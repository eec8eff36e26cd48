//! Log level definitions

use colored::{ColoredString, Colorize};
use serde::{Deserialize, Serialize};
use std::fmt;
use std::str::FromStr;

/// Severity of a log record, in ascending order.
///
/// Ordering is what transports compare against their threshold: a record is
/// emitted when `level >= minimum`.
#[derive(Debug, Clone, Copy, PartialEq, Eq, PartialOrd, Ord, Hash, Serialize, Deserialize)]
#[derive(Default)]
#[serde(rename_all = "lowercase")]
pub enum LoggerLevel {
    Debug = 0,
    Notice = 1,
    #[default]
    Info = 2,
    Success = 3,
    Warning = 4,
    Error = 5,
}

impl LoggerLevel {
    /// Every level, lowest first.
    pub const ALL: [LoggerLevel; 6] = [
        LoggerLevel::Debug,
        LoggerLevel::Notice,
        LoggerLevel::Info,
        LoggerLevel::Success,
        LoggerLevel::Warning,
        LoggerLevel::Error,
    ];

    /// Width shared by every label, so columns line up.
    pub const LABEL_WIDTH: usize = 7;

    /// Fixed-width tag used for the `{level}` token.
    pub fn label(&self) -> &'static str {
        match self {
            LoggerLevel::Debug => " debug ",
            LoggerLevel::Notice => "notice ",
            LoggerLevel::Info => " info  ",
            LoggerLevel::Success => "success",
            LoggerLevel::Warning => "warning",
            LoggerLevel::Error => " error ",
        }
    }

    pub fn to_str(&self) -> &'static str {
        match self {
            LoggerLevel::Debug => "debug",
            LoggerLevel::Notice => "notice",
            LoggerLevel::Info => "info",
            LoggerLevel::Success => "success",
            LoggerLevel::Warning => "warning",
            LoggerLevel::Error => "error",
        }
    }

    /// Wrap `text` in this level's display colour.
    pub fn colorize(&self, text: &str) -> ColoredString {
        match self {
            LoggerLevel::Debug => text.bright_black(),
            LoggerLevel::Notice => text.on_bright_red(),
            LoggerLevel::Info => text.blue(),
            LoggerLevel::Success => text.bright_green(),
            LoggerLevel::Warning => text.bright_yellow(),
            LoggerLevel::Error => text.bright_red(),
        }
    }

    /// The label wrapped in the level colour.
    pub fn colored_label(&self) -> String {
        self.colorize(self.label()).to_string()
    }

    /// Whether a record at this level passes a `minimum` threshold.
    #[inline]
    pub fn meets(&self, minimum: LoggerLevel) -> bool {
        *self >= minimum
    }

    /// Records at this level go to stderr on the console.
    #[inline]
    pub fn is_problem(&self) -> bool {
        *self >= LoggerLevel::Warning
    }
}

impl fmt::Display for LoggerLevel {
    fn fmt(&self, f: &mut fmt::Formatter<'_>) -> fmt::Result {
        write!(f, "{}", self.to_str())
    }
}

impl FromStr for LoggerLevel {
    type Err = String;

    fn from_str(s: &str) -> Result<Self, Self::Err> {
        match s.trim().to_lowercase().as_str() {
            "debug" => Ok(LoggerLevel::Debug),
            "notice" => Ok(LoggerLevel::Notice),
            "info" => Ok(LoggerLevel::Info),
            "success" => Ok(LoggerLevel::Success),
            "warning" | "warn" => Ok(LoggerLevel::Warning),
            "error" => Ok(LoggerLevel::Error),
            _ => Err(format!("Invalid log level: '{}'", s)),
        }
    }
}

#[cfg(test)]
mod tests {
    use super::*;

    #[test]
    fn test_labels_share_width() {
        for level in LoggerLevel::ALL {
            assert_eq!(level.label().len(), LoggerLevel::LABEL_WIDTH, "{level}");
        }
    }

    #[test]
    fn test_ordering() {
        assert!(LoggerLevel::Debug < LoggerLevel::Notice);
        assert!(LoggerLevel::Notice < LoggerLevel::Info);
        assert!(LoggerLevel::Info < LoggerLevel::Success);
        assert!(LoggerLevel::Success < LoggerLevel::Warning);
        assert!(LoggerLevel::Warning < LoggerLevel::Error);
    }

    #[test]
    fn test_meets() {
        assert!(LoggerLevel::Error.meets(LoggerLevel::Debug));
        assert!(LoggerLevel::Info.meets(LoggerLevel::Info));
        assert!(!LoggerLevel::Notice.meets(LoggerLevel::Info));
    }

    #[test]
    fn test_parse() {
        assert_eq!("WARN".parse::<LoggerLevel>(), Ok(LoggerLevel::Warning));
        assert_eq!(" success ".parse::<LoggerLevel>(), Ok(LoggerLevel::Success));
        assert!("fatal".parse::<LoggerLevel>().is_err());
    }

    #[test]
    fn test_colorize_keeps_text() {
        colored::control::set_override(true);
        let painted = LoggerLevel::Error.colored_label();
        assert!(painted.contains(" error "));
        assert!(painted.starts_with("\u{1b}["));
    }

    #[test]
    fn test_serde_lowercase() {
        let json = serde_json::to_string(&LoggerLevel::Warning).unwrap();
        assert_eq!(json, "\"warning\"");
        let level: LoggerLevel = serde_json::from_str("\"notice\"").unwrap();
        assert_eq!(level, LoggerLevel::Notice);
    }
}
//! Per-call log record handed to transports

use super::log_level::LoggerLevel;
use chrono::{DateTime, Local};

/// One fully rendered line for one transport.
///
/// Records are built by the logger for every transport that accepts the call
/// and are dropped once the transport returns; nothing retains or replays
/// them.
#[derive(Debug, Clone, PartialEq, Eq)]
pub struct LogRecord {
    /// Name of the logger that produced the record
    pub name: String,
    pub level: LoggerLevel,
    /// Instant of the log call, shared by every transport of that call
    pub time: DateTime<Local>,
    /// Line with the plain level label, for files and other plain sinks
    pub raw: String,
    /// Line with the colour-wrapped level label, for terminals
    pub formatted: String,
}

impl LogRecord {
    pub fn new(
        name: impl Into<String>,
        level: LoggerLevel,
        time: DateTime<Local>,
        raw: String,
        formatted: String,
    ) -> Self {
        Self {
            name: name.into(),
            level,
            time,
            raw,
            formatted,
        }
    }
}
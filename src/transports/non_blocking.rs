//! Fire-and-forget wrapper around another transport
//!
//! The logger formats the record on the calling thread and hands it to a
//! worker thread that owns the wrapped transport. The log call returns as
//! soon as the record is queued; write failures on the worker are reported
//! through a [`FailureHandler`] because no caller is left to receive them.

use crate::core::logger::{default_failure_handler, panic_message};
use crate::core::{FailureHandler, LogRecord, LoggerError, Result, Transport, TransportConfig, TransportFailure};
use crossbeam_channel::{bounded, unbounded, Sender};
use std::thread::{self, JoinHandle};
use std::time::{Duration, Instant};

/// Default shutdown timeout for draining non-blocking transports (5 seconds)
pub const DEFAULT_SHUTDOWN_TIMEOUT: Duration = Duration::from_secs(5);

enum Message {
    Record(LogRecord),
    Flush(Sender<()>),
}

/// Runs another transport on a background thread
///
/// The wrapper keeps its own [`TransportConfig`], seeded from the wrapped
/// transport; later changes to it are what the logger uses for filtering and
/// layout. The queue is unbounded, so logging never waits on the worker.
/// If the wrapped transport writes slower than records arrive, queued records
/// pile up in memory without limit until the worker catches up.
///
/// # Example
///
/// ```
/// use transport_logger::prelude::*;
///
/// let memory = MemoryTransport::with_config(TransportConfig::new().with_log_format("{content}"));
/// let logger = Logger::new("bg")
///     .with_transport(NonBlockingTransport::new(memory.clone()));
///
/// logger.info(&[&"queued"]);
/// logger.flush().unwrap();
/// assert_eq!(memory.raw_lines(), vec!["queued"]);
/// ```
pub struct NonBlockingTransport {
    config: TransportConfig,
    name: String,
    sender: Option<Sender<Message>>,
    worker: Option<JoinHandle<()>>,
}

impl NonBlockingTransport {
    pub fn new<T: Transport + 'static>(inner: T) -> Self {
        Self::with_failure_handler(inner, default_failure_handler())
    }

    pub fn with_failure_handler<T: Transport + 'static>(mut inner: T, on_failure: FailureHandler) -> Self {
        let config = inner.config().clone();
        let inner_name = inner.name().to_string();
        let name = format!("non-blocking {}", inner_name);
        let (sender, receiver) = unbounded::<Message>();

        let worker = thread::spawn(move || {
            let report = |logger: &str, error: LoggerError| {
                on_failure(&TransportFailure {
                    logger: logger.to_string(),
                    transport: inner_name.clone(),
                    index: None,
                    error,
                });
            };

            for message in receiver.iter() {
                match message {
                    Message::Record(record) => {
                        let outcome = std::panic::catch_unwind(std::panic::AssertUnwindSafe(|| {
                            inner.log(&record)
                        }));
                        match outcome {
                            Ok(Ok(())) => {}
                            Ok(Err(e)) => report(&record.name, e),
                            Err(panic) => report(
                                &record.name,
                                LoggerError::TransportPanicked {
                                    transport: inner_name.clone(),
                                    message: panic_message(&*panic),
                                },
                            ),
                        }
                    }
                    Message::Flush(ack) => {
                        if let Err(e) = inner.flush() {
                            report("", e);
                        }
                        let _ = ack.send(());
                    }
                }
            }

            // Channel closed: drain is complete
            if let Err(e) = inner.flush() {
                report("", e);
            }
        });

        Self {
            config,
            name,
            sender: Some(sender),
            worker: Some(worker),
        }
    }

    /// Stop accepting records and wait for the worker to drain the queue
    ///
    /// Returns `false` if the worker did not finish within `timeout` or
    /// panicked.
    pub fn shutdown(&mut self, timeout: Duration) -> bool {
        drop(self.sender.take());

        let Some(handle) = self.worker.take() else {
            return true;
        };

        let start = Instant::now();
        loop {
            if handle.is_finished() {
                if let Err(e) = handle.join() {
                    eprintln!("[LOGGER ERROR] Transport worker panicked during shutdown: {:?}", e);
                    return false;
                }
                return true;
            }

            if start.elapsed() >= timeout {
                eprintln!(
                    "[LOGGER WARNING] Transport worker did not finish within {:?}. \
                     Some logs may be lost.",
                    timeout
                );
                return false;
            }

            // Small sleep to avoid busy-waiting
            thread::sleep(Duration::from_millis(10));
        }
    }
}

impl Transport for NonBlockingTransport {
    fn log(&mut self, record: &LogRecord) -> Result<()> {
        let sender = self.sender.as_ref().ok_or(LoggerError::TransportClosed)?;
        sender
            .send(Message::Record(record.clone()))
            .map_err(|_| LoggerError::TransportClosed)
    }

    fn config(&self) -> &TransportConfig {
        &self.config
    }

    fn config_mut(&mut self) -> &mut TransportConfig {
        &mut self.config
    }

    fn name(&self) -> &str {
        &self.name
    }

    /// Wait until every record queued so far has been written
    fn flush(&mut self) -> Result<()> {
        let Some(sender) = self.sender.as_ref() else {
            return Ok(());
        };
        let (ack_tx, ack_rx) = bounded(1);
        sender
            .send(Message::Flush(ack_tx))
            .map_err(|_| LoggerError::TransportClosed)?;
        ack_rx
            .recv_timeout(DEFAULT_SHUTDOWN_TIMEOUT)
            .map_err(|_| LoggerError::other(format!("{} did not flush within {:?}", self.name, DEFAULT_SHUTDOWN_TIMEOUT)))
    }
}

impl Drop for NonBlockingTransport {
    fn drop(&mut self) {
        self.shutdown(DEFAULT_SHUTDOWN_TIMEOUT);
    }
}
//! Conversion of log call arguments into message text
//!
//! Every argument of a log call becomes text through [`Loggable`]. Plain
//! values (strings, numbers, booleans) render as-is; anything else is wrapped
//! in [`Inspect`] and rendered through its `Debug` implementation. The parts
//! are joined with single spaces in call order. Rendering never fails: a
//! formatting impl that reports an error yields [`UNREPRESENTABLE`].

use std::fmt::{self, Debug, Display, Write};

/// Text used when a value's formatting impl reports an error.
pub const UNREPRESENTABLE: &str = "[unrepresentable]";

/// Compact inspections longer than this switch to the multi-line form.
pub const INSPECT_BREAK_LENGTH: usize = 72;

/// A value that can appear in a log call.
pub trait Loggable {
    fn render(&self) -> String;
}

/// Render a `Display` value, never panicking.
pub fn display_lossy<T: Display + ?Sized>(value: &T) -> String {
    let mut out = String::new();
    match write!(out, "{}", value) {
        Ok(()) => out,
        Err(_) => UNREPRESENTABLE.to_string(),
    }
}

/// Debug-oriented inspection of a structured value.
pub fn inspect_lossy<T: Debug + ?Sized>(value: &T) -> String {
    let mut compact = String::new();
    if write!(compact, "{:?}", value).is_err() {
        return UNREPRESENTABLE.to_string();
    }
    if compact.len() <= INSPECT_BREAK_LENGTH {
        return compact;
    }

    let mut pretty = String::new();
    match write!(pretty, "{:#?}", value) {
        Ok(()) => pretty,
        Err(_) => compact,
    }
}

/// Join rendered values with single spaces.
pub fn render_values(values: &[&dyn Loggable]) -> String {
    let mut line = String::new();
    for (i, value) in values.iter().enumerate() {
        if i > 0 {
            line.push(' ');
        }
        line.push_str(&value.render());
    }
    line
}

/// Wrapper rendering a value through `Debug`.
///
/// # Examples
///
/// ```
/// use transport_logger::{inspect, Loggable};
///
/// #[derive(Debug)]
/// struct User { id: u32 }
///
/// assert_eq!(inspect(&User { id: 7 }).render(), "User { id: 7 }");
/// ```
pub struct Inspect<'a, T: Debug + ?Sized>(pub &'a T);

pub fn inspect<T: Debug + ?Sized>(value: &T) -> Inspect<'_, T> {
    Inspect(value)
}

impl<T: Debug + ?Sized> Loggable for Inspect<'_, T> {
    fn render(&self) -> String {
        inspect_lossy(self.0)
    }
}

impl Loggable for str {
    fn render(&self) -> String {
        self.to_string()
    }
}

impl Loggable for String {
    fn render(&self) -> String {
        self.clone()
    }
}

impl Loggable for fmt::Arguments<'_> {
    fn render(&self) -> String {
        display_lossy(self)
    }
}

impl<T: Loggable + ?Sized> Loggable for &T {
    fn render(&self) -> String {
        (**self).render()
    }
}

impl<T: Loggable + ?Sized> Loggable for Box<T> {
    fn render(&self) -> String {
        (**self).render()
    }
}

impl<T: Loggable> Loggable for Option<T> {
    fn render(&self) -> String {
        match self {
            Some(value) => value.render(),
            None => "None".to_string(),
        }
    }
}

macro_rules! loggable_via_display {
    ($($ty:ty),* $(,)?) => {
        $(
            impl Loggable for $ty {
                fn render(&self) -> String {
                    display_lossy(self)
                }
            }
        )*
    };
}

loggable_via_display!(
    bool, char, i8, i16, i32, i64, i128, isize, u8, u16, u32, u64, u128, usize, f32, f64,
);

================================

▸ Goal of the exercise: Only the lines containing the word "them" should be returned from the data above.

▸ Task response:
/// them.
//! through a [`FailureHandler`] because no caller is left to receive them.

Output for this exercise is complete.